* **Task to carry out**:
For each line of the data below that holds "ResolutionPoller", copy the line.
═════ Entries provided ═════
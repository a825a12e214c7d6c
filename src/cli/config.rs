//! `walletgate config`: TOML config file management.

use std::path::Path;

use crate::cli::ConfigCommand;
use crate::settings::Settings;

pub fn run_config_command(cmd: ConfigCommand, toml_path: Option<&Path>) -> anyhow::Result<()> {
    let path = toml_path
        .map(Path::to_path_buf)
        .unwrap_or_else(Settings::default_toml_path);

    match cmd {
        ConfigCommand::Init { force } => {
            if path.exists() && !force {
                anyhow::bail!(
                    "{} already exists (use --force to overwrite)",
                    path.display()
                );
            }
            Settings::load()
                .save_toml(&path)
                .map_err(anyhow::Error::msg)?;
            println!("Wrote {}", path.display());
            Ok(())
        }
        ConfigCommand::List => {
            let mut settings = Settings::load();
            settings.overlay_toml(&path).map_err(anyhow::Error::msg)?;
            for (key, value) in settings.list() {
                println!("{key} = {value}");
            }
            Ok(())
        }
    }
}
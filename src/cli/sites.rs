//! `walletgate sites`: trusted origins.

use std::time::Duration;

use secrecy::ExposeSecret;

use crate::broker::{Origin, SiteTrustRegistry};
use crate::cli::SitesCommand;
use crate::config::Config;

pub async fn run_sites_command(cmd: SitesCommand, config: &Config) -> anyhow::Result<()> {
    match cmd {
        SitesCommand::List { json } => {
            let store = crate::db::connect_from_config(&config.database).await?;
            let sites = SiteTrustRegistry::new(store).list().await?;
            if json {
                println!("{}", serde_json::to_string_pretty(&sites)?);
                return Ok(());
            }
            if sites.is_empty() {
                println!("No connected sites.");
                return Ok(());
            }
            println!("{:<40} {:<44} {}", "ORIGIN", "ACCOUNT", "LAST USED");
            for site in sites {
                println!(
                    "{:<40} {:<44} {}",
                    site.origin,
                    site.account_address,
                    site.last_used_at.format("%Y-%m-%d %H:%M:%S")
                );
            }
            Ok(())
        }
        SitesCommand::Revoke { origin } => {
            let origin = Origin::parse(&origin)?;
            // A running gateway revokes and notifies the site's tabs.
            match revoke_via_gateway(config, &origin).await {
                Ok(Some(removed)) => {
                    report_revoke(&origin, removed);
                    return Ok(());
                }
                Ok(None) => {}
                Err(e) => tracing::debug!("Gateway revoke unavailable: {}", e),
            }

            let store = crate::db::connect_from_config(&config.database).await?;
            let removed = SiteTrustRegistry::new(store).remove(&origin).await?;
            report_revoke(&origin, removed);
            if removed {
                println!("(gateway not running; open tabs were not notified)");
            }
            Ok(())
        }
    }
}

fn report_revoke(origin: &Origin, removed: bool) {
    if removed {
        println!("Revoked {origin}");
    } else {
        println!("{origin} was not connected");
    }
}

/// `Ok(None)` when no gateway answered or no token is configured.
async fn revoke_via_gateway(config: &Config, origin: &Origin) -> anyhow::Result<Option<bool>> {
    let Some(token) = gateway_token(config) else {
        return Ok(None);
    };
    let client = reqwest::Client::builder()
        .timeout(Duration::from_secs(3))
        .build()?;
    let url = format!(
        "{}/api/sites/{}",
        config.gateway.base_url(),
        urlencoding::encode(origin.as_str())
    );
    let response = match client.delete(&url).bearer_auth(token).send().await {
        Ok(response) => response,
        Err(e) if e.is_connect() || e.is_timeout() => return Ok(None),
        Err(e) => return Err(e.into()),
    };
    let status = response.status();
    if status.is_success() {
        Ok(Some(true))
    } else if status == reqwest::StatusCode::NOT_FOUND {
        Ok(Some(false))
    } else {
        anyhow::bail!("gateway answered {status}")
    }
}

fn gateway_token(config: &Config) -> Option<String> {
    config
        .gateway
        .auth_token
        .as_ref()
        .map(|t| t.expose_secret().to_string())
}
═════
═════ Entries provided ═════
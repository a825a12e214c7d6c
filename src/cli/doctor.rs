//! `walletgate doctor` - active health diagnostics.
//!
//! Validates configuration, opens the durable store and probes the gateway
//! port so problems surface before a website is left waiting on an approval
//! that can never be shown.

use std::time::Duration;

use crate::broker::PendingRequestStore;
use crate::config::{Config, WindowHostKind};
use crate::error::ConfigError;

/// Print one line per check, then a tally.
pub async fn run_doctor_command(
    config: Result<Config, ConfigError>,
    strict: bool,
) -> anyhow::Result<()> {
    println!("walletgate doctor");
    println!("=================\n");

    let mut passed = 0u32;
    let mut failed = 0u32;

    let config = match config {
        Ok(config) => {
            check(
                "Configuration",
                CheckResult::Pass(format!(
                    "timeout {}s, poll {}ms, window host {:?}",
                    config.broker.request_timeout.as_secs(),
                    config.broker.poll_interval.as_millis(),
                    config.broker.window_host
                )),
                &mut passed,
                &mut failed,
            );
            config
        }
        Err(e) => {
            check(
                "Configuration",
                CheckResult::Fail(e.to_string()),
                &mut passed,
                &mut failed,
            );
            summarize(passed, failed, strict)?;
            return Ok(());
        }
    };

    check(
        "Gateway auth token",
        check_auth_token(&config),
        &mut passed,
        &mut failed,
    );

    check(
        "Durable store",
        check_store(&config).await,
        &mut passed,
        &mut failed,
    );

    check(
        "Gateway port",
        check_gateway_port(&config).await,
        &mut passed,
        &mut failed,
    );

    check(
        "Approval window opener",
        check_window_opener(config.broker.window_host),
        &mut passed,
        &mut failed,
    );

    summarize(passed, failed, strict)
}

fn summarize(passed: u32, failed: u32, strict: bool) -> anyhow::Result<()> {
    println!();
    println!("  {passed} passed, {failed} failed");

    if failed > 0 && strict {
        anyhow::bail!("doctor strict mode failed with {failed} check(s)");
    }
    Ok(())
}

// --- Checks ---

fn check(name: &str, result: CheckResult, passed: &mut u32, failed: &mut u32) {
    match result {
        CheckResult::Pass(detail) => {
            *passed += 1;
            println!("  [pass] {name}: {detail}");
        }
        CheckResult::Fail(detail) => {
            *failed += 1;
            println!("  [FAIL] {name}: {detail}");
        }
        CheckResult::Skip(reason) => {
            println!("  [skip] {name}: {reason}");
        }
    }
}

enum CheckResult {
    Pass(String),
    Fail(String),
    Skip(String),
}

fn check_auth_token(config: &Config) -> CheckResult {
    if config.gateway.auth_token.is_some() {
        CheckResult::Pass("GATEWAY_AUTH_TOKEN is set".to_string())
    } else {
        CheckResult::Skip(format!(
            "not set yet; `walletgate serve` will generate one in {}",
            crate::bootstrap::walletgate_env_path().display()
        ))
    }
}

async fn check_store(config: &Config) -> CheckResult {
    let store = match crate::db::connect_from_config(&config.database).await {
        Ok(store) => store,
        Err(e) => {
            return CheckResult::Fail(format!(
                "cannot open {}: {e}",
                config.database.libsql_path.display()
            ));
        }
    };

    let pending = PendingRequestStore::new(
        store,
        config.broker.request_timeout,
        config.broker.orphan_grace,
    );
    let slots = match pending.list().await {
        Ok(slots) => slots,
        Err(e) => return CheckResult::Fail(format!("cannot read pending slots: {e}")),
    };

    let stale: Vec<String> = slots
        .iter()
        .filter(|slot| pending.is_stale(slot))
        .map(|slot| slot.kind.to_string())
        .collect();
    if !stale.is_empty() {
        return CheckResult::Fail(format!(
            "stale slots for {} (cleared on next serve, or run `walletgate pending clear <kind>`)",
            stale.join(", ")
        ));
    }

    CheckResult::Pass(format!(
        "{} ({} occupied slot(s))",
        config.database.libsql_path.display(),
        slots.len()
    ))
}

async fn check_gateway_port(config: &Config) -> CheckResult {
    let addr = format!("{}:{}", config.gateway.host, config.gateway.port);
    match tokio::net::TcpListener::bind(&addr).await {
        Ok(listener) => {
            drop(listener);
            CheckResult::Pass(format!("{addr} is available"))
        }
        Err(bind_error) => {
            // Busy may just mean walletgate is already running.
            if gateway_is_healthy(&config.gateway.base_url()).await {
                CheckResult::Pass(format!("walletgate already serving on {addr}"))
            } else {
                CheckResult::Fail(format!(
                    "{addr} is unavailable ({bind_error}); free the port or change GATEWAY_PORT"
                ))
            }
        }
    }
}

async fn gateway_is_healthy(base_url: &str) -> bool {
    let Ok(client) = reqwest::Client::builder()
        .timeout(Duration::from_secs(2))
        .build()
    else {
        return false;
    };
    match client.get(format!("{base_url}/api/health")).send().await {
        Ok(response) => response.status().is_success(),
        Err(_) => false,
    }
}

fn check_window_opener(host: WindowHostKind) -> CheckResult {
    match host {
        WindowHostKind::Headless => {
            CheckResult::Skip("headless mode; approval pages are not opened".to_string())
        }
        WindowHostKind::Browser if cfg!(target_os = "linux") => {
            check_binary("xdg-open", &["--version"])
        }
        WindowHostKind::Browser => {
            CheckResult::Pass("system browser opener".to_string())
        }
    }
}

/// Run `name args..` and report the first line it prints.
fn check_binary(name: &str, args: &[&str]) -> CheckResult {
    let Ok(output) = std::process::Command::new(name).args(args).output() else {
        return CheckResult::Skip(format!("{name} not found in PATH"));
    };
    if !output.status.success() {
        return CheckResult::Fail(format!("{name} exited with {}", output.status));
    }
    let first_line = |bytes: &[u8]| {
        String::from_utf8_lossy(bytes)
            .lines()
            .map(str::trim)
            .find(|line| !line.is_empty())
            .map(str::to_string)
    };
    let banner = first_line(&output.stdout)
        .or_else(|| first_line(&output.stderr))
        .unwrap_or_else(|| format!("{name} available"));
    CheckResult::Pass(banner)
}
═════
═════ Entries provided ═════
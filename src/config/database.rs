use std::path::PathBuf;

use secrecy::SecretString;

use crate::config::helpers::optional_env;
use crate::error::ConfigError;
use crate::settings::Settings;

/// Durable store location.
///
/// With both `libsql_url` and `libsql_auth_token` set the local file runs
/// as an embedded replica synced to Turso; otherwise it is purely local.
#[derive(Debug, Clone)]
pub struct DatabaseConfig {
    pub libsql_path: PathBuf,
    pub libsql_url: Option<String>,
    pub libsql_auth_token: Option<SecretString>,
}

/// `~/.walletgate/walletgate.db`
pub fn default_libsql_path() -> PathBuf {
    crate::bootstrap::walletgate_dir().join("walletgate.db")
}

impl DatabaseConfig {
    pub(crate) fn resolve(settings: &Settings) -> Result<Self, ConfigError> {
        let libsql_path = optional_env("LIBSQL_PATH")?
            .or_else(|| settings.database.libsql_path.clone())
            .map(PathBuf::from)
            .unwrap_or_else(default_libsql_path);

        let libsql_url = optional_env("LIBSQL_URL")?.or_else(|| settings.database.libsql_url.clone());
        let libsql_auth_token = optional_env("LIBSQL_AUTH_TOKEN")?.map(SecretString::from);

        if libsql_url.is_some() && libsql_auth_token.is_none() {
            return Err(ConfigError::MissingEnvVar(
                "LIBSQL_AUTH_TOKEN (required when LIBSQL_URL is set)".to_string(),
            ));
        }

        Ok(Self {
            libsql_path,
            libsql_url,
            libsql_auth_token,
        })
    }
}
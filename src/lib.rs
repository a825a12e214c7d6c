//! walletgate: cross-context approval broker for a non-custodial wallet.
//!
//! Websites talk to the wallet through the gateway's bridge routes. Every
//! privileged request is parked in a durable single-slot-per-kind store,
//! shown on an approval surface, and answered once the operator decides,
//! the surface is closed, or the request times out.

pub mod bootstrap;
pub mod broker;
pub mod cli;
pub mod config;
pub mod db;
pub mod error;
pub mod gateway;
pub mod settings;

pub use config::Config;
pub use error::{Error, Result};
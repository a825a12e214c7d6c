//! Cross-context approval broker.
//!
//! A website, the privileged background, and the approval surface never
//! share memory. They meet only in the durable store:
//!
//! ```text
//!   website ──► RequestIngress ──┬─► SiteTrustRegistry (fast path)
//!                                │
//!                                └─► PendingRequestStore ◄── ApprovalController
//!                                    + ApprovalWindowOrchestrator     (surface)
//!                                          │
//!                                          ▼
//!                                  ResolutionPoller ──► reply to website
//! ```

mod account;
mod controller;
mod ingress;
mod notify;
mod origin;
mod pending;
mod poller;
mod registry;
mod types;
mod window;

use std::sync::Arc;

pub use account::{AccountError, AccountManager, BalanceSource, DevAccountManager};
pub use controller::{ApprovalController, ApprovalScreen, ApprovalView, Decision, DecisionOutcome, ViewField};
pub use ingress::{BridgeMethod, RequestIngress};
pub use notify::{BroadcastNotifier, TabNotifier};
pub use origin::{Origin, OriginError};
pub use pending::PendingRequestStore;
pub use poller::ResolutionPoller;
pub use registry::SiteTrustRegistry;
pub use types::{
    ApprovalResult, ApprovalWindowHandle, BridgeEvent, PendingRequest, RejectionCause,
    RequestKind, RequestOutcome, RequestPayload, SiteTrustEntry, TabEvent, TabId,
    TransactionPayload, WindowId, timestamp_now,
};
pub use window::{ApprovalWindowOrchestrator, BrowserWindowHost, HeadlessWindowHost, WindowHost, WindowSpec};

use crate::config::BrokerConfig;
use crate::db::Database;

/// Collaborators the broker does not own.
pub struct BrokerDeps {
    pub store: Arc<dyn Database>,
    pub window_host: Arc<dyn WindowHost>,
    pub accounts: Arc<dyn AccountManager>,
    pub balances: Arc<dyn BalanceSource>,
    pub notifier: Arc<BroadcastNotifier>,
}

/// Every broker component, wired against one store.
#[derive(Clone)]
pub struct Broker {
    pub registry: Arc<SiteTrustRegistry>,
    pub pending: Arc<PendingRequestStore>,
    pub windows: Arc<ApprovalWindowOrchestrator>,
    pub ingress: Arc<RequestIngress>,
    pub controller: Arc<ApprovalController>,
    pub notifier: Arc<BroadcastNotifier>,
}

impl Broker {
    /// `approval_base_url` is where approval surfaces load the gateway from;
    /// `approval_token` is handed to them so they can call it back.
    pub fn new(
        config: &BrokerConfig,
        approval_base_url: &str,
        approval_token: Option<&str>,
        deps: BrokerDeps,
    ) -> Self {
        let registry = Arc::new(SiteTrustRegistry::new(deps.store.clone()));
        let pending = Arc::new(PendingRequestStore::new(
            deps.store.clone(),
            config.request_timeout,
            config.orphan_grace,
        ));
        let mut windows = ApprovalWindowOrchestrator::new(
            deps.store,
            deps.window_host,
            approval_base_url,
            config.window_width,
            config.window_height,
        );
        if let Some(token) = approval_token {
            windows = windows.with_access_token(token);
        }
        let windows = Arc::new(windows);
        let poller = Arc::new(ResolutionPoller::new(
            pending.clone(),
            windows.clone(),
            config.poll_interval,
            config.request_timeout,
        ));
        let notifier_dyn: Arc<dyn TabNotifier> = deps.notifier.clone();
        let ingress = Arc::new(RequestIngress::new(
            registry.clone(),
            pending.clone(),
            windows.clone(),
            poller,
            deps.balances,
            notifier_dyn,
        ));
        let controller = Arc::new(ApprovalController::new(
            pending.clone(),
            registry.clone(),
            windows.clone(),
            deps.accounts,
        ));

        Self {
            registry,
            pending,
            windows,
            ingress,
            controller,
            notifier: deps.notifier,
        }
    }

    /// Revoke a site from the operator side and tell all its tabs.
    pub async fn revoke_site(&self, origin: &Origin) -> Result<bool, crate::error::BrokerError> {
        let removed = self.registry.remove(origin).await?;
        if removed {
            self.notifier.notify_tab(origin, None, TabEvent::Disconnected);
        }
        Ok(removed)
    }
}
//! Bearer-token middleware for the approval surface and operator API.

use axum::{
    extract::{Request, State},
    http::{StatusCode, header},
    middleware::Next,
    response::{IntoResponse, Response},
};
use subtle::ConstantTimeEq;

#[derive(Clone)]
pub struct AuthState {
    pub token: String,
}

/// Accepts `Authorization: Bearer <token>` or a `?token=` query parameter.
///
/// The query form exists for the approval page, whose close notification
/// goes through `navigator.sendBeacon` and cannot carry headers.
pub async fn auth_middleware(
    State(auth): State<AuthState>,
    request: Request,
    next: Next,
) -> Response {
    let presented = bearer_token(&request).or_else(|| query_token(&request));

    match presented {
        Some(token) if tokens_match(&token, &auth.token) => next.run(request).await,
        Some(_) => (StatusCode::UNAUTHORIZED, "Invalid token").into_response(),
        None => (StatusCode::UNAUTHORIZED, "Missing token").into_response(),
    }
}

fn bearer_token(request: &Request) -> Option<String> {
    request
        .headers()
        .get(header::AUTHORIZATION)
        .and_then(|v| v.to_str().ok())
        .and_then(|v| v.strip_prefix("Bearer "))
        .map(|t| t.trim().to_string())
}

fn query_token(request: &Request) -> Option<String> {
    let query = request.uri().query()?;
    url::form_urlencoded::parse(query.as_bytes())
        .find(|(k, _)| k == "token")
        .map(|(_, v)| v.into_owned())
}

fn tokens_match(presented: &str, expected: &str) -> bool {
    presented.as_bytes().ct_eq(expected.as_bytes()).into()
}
═════
* **Task solution**:
//!                                  ResolutionPoller ──► reply to website
pub use poller::ResolutionPoller;
        let poller = Arc::new(ResolutionPoller::new(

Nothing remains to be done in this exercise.